§ **What is being asked**
List every line below containing "referenced".
Segment Start: Records for this exercise
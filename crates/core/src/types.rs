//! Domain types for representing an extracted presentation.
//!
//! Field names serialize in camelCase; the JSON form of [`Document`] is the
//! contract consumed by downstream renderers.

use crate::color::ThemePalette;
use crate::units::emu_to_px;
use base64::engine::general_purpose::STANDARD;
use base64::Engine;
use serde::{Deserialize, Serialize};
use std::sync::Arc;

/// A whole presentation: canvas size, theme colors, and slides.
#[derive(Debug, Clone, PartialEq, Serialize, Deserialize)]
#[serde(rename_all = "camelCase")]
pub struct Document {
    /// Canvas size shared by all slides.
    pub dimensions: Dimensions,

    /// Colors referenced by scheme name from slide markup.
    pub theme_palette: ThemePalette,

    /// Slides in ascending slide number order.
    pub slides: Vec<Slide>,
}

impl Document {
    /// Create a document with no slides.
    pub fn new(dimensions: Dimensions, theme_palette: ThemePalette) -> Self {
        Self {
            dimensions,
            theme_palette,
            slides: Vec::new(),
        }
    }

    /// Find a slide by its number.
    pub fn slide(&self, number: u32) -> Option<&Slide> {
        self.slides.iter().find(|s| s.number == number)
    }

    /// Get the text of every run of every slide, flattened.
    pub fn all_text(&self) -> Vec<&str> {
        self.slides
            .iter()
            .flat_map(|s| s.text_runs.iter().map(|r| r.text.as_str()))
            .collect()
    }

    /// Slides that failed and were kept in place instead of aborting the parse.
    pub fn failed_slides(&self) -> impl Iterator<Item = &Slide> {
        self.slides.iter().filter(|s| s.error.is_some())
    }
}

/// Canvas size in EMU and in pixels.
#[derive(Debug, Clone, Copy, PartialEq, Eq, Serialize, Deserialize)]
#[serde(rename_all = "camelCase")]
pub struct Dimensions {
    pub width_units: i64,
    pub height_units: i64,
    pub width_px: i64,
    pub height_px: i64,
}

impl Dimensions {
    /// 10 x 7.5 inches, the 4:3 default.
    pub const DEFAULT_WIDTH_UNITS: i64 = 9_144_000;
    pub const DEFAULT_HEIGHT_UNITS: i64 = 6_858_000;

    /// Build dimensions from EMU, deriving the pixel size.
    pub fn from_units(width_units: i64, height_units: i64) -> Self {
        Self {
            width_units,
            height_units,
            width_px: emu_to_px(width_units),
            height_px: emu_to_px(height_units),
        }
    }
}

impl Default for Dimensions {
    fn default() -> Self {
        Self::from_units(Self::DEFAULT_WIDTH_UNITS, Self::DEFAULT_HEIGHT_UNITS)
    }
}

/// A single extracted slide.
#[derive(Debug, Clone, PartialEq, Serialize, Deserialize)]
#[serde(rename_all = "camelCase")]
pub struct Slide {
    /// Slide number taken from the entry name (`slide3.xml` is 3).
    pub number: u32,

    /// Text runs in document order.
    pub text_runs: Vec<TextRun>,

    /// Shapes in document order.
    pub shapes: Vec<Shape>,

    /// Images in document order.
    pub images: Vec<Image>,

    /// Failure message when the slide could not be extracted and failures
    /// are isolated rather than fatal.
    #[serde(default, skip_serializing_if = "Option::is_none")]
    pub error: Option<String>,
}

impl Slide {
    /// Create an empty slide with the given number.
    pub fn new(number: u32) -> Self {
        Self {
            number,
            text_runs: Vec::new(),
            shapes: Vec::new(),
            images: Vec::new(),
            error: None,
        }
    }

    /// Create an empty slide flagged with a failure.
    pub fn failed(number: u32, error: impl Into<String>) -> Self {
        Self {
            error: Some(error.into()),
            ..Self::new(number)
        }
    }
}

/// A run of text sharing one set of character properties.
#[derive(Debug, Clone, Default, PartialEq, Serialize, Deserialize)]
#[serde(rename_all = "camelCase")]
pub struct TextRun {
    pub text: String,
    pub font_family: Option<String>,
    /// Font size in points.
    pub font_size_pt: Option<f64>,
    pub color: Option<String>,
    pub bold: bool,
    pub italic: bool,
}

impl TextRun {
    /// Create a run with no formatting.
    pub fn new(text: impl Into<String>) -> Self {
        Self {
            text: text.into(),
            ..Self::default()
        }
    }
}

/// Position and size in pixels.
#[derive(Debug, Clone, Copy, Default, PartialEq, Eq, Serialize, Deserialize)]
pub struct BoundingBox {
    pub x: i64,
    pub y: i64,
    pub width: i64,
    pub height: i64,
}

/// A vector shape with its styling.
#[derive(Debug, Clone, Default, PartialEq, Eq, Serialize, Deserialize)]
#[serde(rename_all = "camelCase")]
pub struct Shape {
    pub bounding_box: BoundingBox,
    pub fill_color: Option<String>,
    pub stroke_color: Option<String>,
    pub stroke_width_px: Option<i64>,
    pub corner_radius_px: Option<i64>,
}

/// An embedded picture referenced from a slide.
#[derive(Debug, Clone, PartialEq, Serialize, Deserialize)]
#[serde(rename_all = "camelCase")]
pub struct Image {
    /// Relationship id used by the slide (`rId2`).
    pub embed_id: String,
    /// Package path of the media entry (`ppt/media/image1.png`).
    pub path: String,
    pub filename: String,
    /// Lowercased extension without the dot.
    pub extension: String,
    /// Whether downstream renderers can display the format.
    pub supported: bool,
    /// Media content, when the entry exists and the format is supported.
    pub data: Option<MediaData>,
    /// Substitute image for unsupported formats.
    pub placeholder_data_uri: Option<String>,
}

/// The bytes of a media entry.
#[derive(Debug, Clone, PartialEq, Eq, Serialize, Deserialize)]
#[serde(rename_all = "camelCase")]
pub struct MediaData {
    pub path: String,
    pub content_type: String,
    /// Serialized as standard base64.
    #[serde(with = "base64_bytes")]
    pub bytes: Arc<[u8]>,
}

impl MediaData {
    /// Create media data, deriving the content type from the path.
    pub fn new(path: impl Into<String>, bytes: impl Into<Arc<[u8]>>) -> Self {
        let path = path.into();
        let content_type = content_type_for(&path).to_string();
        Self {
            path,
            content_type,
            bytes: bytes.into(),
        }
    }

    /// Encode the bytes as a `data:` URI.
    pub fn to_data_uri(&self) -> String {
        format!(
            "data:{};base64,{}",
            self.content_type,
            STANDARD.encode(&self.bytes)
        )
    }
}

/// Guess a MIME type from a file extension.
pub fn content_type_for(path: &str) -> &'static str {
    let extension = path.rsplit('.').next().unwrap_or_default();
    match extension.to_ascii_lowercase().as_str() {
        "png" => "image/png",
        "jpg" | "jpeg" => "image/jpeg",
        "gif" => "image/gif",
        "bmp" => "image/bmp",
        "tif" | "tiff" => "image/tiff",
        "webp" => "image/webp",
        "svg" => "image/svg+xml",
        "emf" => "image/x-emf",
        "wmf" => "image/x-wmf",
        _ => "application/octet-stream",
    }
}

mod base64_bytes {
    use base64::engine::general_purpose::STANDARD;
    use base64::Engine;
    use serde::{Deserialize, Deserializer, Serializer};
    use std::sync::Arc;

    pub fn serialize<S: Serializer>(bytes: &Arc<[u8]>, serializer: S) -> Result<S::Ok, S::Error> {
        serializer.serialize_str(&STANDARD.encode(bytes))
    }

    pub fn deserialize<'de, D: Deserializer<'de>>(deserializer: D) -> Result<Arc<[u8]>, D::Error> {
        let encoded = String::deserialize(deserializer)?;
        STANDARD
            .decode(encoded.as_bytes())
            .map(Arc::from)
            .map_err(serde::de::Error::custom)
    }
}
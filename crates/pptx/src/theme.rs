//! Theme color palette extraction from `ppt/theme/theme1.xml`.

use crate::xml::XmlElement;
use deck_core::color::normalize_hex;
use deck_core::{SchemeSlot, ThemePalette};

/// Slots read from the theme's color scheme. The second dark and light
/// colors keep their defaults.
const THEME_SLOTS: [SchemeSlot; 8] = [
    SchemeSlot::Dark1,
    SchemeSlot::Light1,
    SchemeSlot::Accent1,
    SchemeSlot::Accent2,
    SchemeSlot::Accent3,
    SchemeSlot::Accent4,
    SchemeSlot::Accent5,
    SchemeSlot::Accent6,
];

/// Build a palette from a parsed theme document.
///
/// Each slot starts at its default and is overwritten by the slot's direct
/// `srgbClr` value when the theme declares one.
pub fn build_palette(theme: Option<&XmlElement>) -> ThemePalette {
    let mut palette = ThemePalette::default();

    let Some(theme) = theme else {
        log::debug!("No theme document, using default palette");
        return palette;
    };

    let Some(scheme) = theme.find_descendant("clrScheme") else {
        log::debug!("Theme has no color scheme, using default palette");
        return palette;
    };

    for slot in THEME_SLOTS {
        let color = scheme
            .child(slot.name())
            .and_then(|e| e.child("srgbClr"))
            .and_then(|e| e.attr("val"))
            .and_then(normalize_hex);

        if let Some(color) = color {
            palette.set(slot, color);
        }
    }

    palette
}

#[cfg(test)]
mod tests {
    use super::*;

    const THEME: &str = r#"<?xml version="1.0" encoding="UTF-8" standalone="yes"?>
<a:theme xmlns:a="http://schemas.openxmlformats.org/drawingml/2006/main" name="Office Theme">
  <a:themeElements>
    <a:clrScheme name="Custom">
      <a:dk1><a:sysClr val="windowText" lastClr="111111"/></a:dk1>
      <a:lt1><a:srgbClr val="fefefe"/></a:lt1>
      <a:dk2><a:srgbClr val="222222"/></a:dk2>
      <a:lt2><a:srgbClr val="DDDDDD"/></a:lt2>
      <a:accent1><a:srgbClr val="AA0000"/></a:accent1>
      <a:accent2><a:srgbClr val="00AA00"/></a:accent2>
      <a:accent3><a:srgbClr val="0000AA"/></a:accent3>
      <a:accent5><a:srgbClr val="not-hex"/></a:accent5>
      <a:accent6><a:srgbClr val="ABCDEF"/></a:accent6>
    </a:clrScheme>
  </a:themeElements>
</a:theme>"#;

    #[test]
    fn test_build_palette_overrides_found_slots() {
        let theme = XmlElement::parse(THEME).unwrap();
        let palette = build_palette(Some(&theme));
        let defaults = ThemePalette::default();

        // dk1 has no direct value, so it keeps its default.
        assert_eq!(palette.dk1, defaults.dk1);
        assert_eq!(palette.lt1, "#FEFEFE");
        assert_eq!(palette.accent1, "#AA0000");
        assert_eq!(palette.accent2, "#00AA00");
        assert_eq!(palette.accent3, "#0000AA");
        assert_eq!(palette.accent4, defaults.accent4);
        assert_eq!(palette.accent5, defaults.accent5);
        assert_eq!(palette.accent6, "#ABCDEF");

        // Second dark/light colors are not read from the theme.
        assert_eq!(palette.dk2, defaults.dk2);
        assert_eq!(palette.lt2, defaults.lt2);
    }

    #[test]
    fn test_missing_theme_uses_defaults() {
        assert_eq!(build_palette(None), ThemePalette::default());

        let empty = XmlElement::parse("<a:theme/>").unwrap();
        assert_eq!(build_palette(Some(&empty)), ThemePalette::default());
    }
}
Segment End: Records for this exercise
§ **Worked solution**
    /// Colors referenced by scheme name from slide markup.
/// An embedded picture referenced from a slide.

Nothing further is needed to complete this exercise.